Turning to the details, weakness in the establishment survey was evident also outside of the  most weather-dependent sectors. Private payrolls rose a modest 82,000, the government shed 13,000 and net revisions to April and March  amounted to -49,000. Construction employment was a big negative shedding 28,000 persons, which points to some payback from warm winter months.  The same  goes for leisure and hospitality, which shed 9,000 persons after adding on average 37,000 per month in the three months
from December to February. Weakness was also seen  in  other places  though,  with manufacturing adding only 12,000, retail trade 2,000 and temporary help services grew a modest 9,000. The best performing sector was  transportation adding  54,000 jobs  and education and health with 46,000.

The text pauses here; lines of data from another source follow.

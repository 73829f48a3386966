use ezprompt::{PromptLibrary, PromptTemplate, Result};
use tracing_subscriber::EnvFilter;

fn main() -> Result<()> {
    tracing_subscriber::fmt()
        .with_env_filter(
            EnvFilter::builder()
                .with_default_directive(tracing::Level::DEBUG.into())
                .from_env_lossy(),
        )
        .event_format(
            tracing_subscriber::fmt::format::format()
                .compact()
                .with_timer(tracing_subscriber::fmt::time::ChronoLocal::new(
                    "%H:%M:%S.%3f".to_owned(),
                )),
        )
        .init();

    // Example 1: Ad-hoc template
    println!("\n=== Example 1: Ad-hoc Template ===\n");
    let template = PromptTemplate::new(
        "Translate the following text from {source_lang} to {target_lang}:\n\n{text}\n\nTranslation:",
    );

    let prompt = template.format(&[
        ("source_lang", "English"),
        ("target_lang", "Chinese"),
        ("text", "Hello, how are you?"),
    ])?;
    println!("{}\n", prompt);

    // Example 2: Builtin template library
    println!("\n=== Example 2: Builtin Template Library ===\n");
    println!("Available templates: {:?}\n", PromptLibrary::names());

    let qa = PromptLibrary::question_answer();
    println!("{}\n", qa.format(&[("question", "What is machine learning?")])?);

    let code = PromptLibrary::code_generation();
    println!(
        "{}\n",
        code.format(&[("language", "Rust"), ("task", "Implement quicksort")])?
    );

    // Example 3: Variable introspection and validation
    println!("\n=== Example 3: Validation and Defaults ===\n");
    let template = PromptTemplate::new("你好 {name}，今天{weather}");

    println!("Variables: {:?}", template.get_variables());
    println!("validate(name only): {}", template.validate(&[("name", "张三")]));
    println!(
        "validate(name and weather): {}",
        template.validate(&[("name", "张三"), ("weather", "晴朗")])
    );

    let with_defaults = PromptTemplate::new("你好 {name}，今天{weather}")
        .with_default("name", "用户")
        .with_default("weather", "晴朗");

    println!("With defaults: {}", with_defaults.format(&[])?);
    println!("Override default: {}", with_defaults.format(&[("name", "李四")])?);

    Ok(())
}
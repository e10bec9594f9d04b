use crate::utils::error::{ChatbotError, Result};
use url::Url;

pub trait Validate {
    fn validate(&self) -> Result<()>;
}

pub fn validate_url(field_name: &str, url_str: &str) -> Result<()> {
    if url_str.is_empty() {
        return Err(ChatbotError::InvalidConfigValueError {
            field: field_name.to_string(),
            value: url_str.to_string(),
            reason: "URL cannot be empty".to_string(),
        });
    }

    match Url::parse(url_str) {
        Ok(url) => match url.scheme() {
            "http" | "https" => Ok(()),
            scheme => Err(ChatbotError::InvalidConfigValueError {
                field: field_name.to_string(),
                value: url_str.to_string(),
                reason: format!("Unsupported URL scheme: {}", scheme),
            }),
        },
        Err(e) => Err(ChatbotError::InvalidConfigValueError {
            field: field_name.to_string(),
            value: url_str.to_string(),
            reason: format!("Invalid URL format: {}", e),
        }),
    }
}

pub fn validate_path(field_name: &str, path: &str) -> Result<()> {
    if path.is_empty() {
        return Err(ChatbotError::InvalidConfigValueError {
            field: field_name.to_string(),
            value: path.to_string(),
            reason: "Path cannot be empty".to_string(),
        });
    }

    if path.contains('\0') {
        return Err(ChatbotError::InvalidConfigValueError {
            field: field_name.to_string(),
            value: path.to_string(),
            reason: "Path contains null bytes".to_string(),
        });
    }

    Ok(())
}

pub fn validate_positive_number(field_name: &str, value: usize, min_value: usize) -> Result<()> {
    if value < min_value {
        return Err(ChatbotError::InvalidConfigValueError {
            field: field_name.to_string(),
            value: value.to_string(),
            reason: format!("Value must be at least {}", min_value),
        });
    }
    Ok(())
}

pub fn validate_non_empty_string(field_name: &str, value: &str) -> Result<()> {
    if value.trim().is_empty() {
        return Err(ChatbotError::InvalidConfigValueError {
            field: field_name.to_string(),
            value: value.to_string(),
            reason: "Value cannot be empty or whitespace-only".to_string(),
        });
    }
    Ok(())
}

pub fn validate_range<T: PartialOrd + std::fmt::Display + Copy>(
    field_name: &str,
    value: T,
    min: T,
    max: T,
) -> Result<()> {
    if value < min || value > max {
        return Err(ChatbotError::InvalidConfigValueError {
            field: field_name.to_string(),
            value: value.to_string(),
            reason: format!("Value must be between {} and {}", min, max),
        });
    }
    Ok(())
}

pub fn validate_one_of(field_name: &str, value: &str, allowed: &[&str]) -> Result<()> {
    if !allowed.contains(&value.to_ascii_lowercase().as_str()) {
        return Err(ChatbotError::InvalidConfigValueError {
            field: field_name.to_string(),
            value: value.to_string(),
            reason: format!("Allowed values: {}", allowed.join(", ")),
        });
    }
    Ok(())
}
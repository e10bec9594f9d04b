use crate::core::classifier::{Classification, RequestClassifier};
use crate::core::model_switch::ModelSwitchCaller;
use crate::domain::model::{ReplyMeta, ReplyResult};

pub const EMPTY_PROMPT_REPLY: &str = "Please enter a medical question or term.";

pub const EMERGENCY_REPLY: &str =
    "This may be an emergency — seek immediate medical care now. Call local emergency services.";

pub const DISCLAIMER: &str = "I am not a doctor; this is general information and not a substitute for professional medical advice.";

pub const LOCAL_FALLBACK_REPLY: &str = "I couldn't reach the remote knowledge service. \
General self-care: rest, hydrate, and use over-the-counter symptom relievers as directed. ";

/// Turns one user message into one reply. Never fails: every provider
/// problem degrades to the local fallback text.
pub struct ChatAssistant {
    classifier: RequestClassifier,
    caller: Option<ModelSwitchCaller>,
    show_disclaimer: bool,
}

impl ChatAssistant {
    pub fn new(
        classifier: RequestClassifier,
        caller: Option<ModelSwitchCaller>,
        show_disclaimer: bool,
    ) -> Self {
        if caller.is_none() {
            tracing::warn!("No model provider configured; replies will use the local fallback");
        }
        Self {
            classifier,
            caller,
            show_disclaimer,
        }
    }

    pub async fn reply(&self, message: &str) -> ReplyResult {
        let text = match self.classifier.classify(message) {
            Classification::Empty => {
                return ReplyResult {
                    reply: EMPTY_PROMPT_REPLY.to_string(),
                    emergency: false,
                    meta: None,
                }
            }
            Classification::Emergency(_) => {
                tracing::info!("Red flag detected; returning emergency guidance");
                return self.emergency_reply();
            }
            Classification::Clear(text) => text,
        };

        if let Some(caller) = &self.caller {
            match caller.call(&text).await {
                Ok(answer) => {
                    tracing::debug!("Reply produced by model {}", answer.model);
                    return ReplyResult {
                        reply: self.with_disclaimer(&answer.text),
                        emergency: false,
                        meta: Some(ReplyMeta::model(caller.provider_name(), &answer.model)),
                    };
                }
                Err(e) => {
                    tracing::error!("LLM failed; falling back to generic advice: {}", e);
                }
            }
        }

        self.local_fallback()
    }

    fn emergency_reply(&self) -> ReplyResult {
        let mut reply = EMERGENCY_REPLY.to_string();
        if self.show_disclaimer {
            reply.push(' ');
            reply.push_str(DISCLAIMER);
        }
        ReplyResult {
            reply,
            emergency: true,
            meta: None,
        }
    }

    /// 已含免責聲明就不重複加上
    fn with_disclaimer(&self, answer: &str) -> String {
        if !self.show_disclaimer
            || answer
                .to_lowercase()
                .contains(&DISCLAIMER.to_lowercase())
        {
            return answer.to_string();
        }
        format!("{}. {}", answer.trim_end_matches([' ', '.']), DISCLAIMER)
    }

    fn local_fallback(&self) -> ReplyResult {
        let mut reply = LOCAL_FALLBACK_REPLY.to_string();
        if self.show_disclaimer {
            reply.push_str(DISCLAIMER);
        }
        ReplyResult {
            reply: reply.trim_end().to_string(),
            emergency: false,
            meta: Some(ReplyMeta::local_fallback()),
        }
    }
}
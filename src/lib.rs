pub mod adapters;
pub mod app;
pub mod config;
pub mod core;
pub mod domain;
pub mod utils;

pub use crate::adapters::GroqClient;
pub use crate::app::build_assistant;
pub use crate::app::server::{router, AppState};
pub use crate::config::{toml_config::TomlConfig, CliConfig};
pub use crate::core::{
    assistant::ChatAssistant, classifier::RequestClassifier, model_switch::ModelSwitchCaller,
};
pub use crate::utils::error::{ChatbotError, ProviderError, Result};
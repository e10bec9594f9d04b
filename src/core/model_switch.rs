use crate::domain::model::{ChatMessage, CompletionRequest, ProviderReply};
use crate::domain::ports::ChatProvider;
use crate::utils::error::ProviderError;
use std::sync::Arc;

pub const SYSTEM_PROMPT: &str = "You are a concise, safety-focused medical assistant. \
Keep answers short (2-4 sentences). If the topic is not about medicine or health, \
say that it is not related to medicine or health. Never give exact prescription doses. \
If the user mentions emergency symptoms, begin with \
'This may be an emergency — seek immediate medical care.'";

pub const DEFAULT_MAX_TOKENS: u32 = 400;
pub const DEFAULT_TEMPERATURE: f32 = 0.2;

/// Calls the primary model and, only when the provider reports it as
/// unavailable, retries once on the fallback model.
pub struct ModelSwitchCaller {
    provider: Arc<dyn ChatProvider>,
    primary_model: String,
    fallback_model: String,
    max_tokens: u32,
    temperature: f32,
}

impl ModelSwitchCaller {
    pub fn new(
        provider: Arc<dyn ChatProvider>,
        primary_model: impl Into<String>,
        fallback_model: impl Into<String>,
    ) -> Self {
        Self {
            provider,
            primary_model: primary_model.into(),
            fallback_model: fallback_model.into(),
            max_tokens: DEFAULT_MAX_TOKENS,
            temperature: DEFAULT_TEMPERATURE,
        }
    }

    pub fn with_generation(mut self, max_tokens: u32, temperature: f32) -> Self {
        self.max_tokens = max_tokens;
        self.temperature = temperature;
        self
    }

    pub fn provider_name(&self) -> &str {
        self.provider.name()
    }

    fn request_for(&self, model: &str, user_text: &str) -> CompletionRequest {
        CompletionRequest {
            model: model.to_string(),
            messages: vec![ChatMessage::system(SYSTEM_PROMPT), ChatMessage::user(user_text)],
            max_tokens: self.max_tokens,
            temperature: self.temperature,
        }
    }

    pub async fn call(&self, user_text: &str) -> Result<ProviderReply, ProviderError> {
        let request = self.request_for(&self.primary_model, user_text);

        let err = match self.provider.complete(&request).await {
            Ok(text) => {
                return Ok(ProviderReply {
                    text,
                    model: self.primary_model.clone(),
                })
            }
            Err(err) => err,
        };

        tracing::warn!(
            "Primary model '{}' call failed: {}",
            self.primary_model,
            err
        );

        if !err.is_model_unavailable() || self.fallback_model == self.primary_model {
            return Err(err);
        }

        tracing::info!(
            "Primary model unavailable; switching to fallback: {}",
            self.fallback_model
        );

        let request = self.request_for(&self.fallback_model, user_text);
        match self.provider.complete(&request).await {
            Ok(text) => Ok(ProviderReply {
                text,
                model: self.fallback_model.clone(),
            }),
            Err(fallback_err) => {
                tracing::error!(
                    "Fallback model '{}' also failed: {}",
                    self.fallback_model,
                    fallback_err
                );
                Err(fallback_err)
            }
        }
    }
}
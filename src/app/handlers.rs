//! HTTP request handlers: GET /, POST /chat, GET /health.

use axum::{
    extract::{rejection::JsonRejection, State},
    http::StatusCode,
    response::{Html, IntoResponse, Response},
    Json,
};
use serde::{Deserialize, Serialize};

use crate::app::server::AppState;
use crate::domain::model::ChatRequest;

/// Body returned by POST /chat. Reply metadata stays server-side.
#[derive(Debug, Serialize, Deserialize)]
pub struct ChatResponse {
    pub reply: String,
    pub emergency: bool,
}

#[derive(Debug, Serialize, Deserialize)]
pub struct ErrorResponse {
    pub error: String,
}

#[derive(Debug, Serialize, Deserialize)]
pub struct HealthResponse {
    pub status: String,
    pub version: String,
}

pub async fn get_index(State(state): State<AppState>) -> Response {
    let path = state.static_dir.join("index.html");
    match tokio::fs::read_to_string(&path).await {
        Ok(page) => Html(page).into_response(),
        Err(e) => {
            tracing::warn!("Failed to read {}: {}", path.display(), e);
            (
                StatusCode::NOT_FOUND,
                Html("<h1>index.html not found</h1>".to_string()),
            )
                .into_response()
        }
    }
}

fn error_response(status: StatusCode, error: &str) -> Response {
    (
        status,
        Json(ErrorResponse {
            error: error.to_string(),
        }),
    )
        .into_response()
}

/// 解析失敗只回固定文字，不把 serde 的錯誤內容轉給使用者
fn rejection_response(rejection: JsonRejection) -> Response {
    tracing::debug!("Rejected chat request body: {}", rejection.body_text());
    match rejection {
        JsonRejection::MissingJsonContentType(_) => error_response(
            StatusCode::UNSUPPORTED_MEDIA_TYPE,
            "expected a JSON body",
        ),
        _ => error_response(StatusCode::BAD_REQUEST, "invalid JSON body"),
    }
}

pub async fn post_chat(
    State(state): State<AppState>,
    payload: Result<Json<ChatRequest>, JsonRejection>,
) -> Response {
    let req = match payload {
        Ok(Json(req)) => req,
        Err(rejection) => return rejection_response(rejection),
    };

    let message = req.message.as_deref().unwrap_or_default().trim();
    if message.is_empty() {
        return error_response(StatusCode::BAD_REQUEST, "empty message");
    }

    let result = state.assistant.reply(message).await;
    if let Some(meta) = &result.meta {
        tracing::debug!(
            "Chat reply via {} (model: {})",
            meta.provider,
            meta.model.as_deref().unwrap_or("-")
        );
    }

    Json(ChatResponse {
        reply: result.reply,
        emergency: result.emergency,
    })
    .into_response()
}

pub async fn get_health() -> Json<HealthResponse> {
    Json(HealthResponse {
        status: "ok".to_string(),
        version: env!("CARGO_PKG_VERSION").to_string(),
    })
}
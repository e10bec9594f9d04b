use crate::domain::model::CompletionRequest;
use crate::utils::error::ProviderError;
use async_trait::async_trait;
use std::path::Path;

pub trait ConfigProvider: Send + Sync {
    /// 空白或未設定代表不使用遠端模型
    fn api_key(&self) -> Option<&str>;
    fn base_url(&self) -> &str;
    fn primary_model(&self) -> &str;
    fn fallback_model(&self) -> &str;
    fn max_tokens(&self) -> u32;
    fn temperature(&self) -> f32;
    fn show_disclaimer(&self) -> bool;
    fn extra_red_flags(&self) -> &[String];
    fn host(&self) -> &str;
    fn port(&self) -> u16;
    fn static_dir(&self) -> &Path;
    fn log_level(&self) -> &str;
}

#[async_trait]
pub trait ChatProvider: Send + Sync {
    fn name(&self) -> &str;

    /// Returns the trimmed text of the first completion choice.
    async fn complete(&self, request: &CompletionRequest) -> Result<String, ProviderError>;
}
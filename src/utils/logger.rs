use tracing_subscriber::{layer::SubscriberExt, util::SubscriberInitExt, EnvFilter};

/// 接受 Python 風格的等級名稱 (WARNING、CRITICAL)，轉成 tracing 的寫法
pub fn normalize_level(level: &str) -> String {
    match level.trim().to_ascii_lowercase().as_str() {
        "warning" => "warn".to_string(),
        "critical" | "fatal" => "error".to_string(),
        other => other.to_string(),
    }
}

fn default_filter(log_level: &str, verbose: bool) -> EnvFilter {
    let level = if verbose {
        "debug".to_string()
    } else {
        normalize_level(log_level)
    };
    EnvFilter::try_from_default_env()
        .unwrap_or_else(|_| EnvFilter::new(format!("medibot={level},tower_http={level}")))
}

pub fn init_logger(log_level: &str, verbose: bool) {
    tracing_subscriber::registry()
        .with(default_filter(log_level, verbose))
        .with(
            tracing_subscriber::fmt::layer()
                .with_target(false)
                .with_thread_ids(false)
                .with_file(false)
                .with_line_number(false)
                .compact(),
        )
        .init();
}

/// JSON 格式日誌，方便容器環境的日誌收集
pub fn init_json_logger(log_level: &str, verbose: bool) {
    tracing_subscriber::registry()
        .with(default_filter(log_level, verbose))
        .with(
            tracing_subscriber::fmt::layer()
                .with_target(false)
                .with_thread_ids(false)
                .with_file(false)
                .with_line_number(false)
                .json(),
        )
        .init();
}

#[cfg(test)]
mod tests {
    use super::*;

    #[test]
    fn test_normalize_level() {
        assert_eq!(normalize_level("WARNING"), "warn");
        assert_eq!(normalize_level("critical"), "error");
        assert_eq!(normalize_level(" Info "), "info");
        assert_eq!(normalize_level("debug"), "debug");
    }
}
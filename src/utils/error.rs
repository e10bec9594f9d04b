use thiserror::Error;

#[derive(Error, Debug)]
pub enum ChatbotError {
    #[error("IO error: {0}")]
    IoError(#[from] std::io::Error),

    #[error("HTTP client error: {0}")]
    HttpClientError(#[from] reqwest::Error),

    #[error("Invalid pattern: {0}")]
    PatternError(#[from] regex::Error),

    #[error("Configuration error: {message}")]
    ConfigError { message: String },

    #[error("Configuration validation failed for '{field}': {message}")]
    ConfigValidationError { field: String, message: String },

    #[error("Invalid value '{value}' for '{field}': {reason}")]
    InvalidConfigValueError {
        field: String,
        value: String,
        reason: String,
    },

    #[error("Server error: {message}")]
    ServerError { message: String },
}

pub type Result<T> = std::result::Result<T, ChatbotError>;

/// 模型供應商呼叫失敗的分類。重試決策只依賴這裡的變體，不看錯誤訊息文字。
#[derive(Error, Debug)]
pub enum ProviderError {
    #[error("Model '{model}' is unavailable: {message}")]
    ModelUnavailable { model: String, message: String },

    #[error("Provider rejected credentials: {0}")]
    Unauthorized(String),

    #[error("Provider rate limit reached: {0}")]
    RateLimited(String),

    #[error("Provider returned HTTP {status}: {message}")]
    Api { status: u16, message: String },

    #[error("Provider request failed: {0}")]
    Transport(#[source] reqwest::Error),

    #[error("Invalid provider response: {0}")]
    InvalidResponse(String),
}

impl ProviderError {
    /// 是否應改用備援模型重試
    pub fn is_model_unavailable(&self) -> bool {
        matches!(self, ProviderError::ModelUnavailable { .. })
    }
}
pub mod toml_config;

use crate::adapters::groq::DEFAULT_BASE_URL;
use crate::core::model_switch::{DEFAULT_MAX_TOKENS, DEFAULT_TEMPERATURE};
use crate::core::ConfigProvider;
use crate::utils::error::Result;
use crate::utils::logger;
use crate::utils::validation::{self, Validate};
use clap::{ArgAction, Parser};
use std::path::{Path, PathBuf};

pub const DEFAULT_MODEL: &str = "llama-3.3-70b-versatile";
pub const DEFAULT_FALLBACK_MODEL: &str = "llama-3.3-8b-versatile";
pub const LOG_LEVELS: &[&str] = &["trace", "debug", "info", "warn", "error"];

/// `1`, `true`, `yes` (不分大小寫) 視為開啟，其他值一律關閉
pub fn parse_flag(value: &str) -> std::result::Result<bool, String> {
    Ok(matches!(
        value.trim().to_ascii_lowercase().as_str(),
        "1" | "true" | "yes"
    ))
}

#[derive(Debug, Clone, Parser)]
#[command(name = "medibot")]
#[command(about = "Safety-filtered medical chat endpoint backed by a remote LLM")]
pub struct CliConfig {
    #[arg(long, env = "HOST", default_value = "127.0.0.1")]
    pub host: String,

    #[arg(long, env = "PORT", default_value_t = 8000)]
    pub port: u16,

    #[arg(long, env = "STATIC_DIR", default_value = "static")]
    pub static_dir: PathBuf,

    #[arg(long, env = "GROQ_API_KEY", hide_env_values = true)]
    pub groq_api_key: Option<String>,

    #[arg(long, env = "GROQ_BASE_URL", default_value = DEFAULT_BASE_URL)]
    pub groq_base_url: String,

    #[arg(long, env = "GROQ_MODEL", default_value = DEFAULT_MODEL)]
    pub groq_model: String,

    #[arg(long, env = "GROQ_MODEL_FALLBACK", default_value = DEFAULT_FALLBACK_MODEL)]
    pub groq_model_fallback: String,

    #[arg(long, default_value_t = DEFAULT_MAX_TOKENS)]
    pub max_tokens: u32,

    #[arg(long, default_value_t = DEFAULT_TEMPERATURE)]
    pub temperature: f32,

    #[arg(
        long,
        env = "SHOW_DISCLAIMER",
        default_value = "true",
        action = ArgAction::Set,
        value_parser = parse_flag
    )]
    pub show_disclaimer: bool,

    /// Additional red-flag regex (repeatable)
    #[arg(long = "red-flag", value_name = "PATTERN")]
    pub extra_red_flags: Vec<String>,

    #[arg(long, env = "LOG_LEVEL", default_value = "info")]
    pub log_level: String,

    #[arg(short, long, help = "Enable verbose output")]
    pub verbose: bool,

    #[arg(long, help = "Emit logs as JSON")]
    pub log_json: bool,

    /// Path to a TOML configuration file; replaces the options above
    #[arg(short, long, env = "MEDIBOT_CONFIG")]
    pub config: Option<PathBuf>,
}

impl ConfigProvider for CliConfig {
    fn api_key(&self) -> Option<&str> {
        self.groq_api_key
            .as_deref()
            .map(str::trim)
            .filter(|key| !key.is_empty())
    }

    fn base_url(&self) -> &str {
        &self.groq_base_url
    }

    fn primary_model(&self) -> &str {
        &self.groq_model
    }

    fn fallback_model(&self) -> &str {
        &self.groq_model_fallback
    }

    fn max_tokens(&self) -> u32 {
        self.max_tokens
    }

    fn temperature(&self) -> f32 {
        self.temperature
    }

    fn show_disclaimer(&self) -> bool {
        self.show_disclaimer
    }

    fn extra_red_flags(&self) -> &[String] {
        &self.extra_red_flags
    }

    fn host(&self) -> &str {
        &self.host
    }

    fn port(&self) -> u16 {
        self.port
    }

    fn static_dir(&self) -> &Path {
        &self.static_dir
    }

    fn log_level(&self) -> &str {
        &self.log_level
    }
}

impl Validate for CliConfig {
    fn validate(&self) -> Result<()> {
        validate_settings(self)
    }
}

/// 兩種設定來源共用的檢查
pub fn validate_settings<C: ConfigProvider + ?Sized>(config: &C) -> Result<()> {
    validation::validate_url("provider.base_url", config.base_url())?;
    validation::validate_non_empty_string("provider.model", config.primary_model())?;
    validation::validate_non_empty_string("provider.fallback_model", config.fallback_model())?;
    validation::validate_positive_number("provider.max_tokens", config.max_tokens() as usize, 1)?;
    validation::validate_range("provider.temperature", config.temperature(), 0.0, 2.0)?;
    validation::validate_non_empty_string("server.host", config.host())?;
    validation::validate_positive_number("server.port", config.port() as usize, 1)?;
    validation::validate_path("server.static_dir", &config.static_dir().to_string_lossy())?;
    validation::validate_one_of(
        "logging.level",
        &logger::normalize_level(config.log_level()),
        LOG_LEVELS,
    )?;
    Ok(())
}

The  average  private workweek  held steady at 33.7 but aggregate hours dropped 0.2%. With hourly earnings rising only 0.1%, our proxy for nominal income growth plunged to 2.7% annualised, which is clearly not enough to hold up private consumption growth at the current levels.

One positive was that the household survey showed an increase of 422,000 in employment but with 642,000 joining the labour force, unemployment rose one notch.

Assessment and outlook

With at least some of the current weakness related to weather distortions, we expect job growth to rebound in coming months. That said, economic data has been mixed lately, with the most recent prints on initial jobless claims, consumer confidence and pending home sales signalling a slowdown in growth.

We expect the Fed to react to the weakness in the labour market and believe the chance of another round of quantitative easing at the 20 June meeting has risen to 80% following today’s employment report.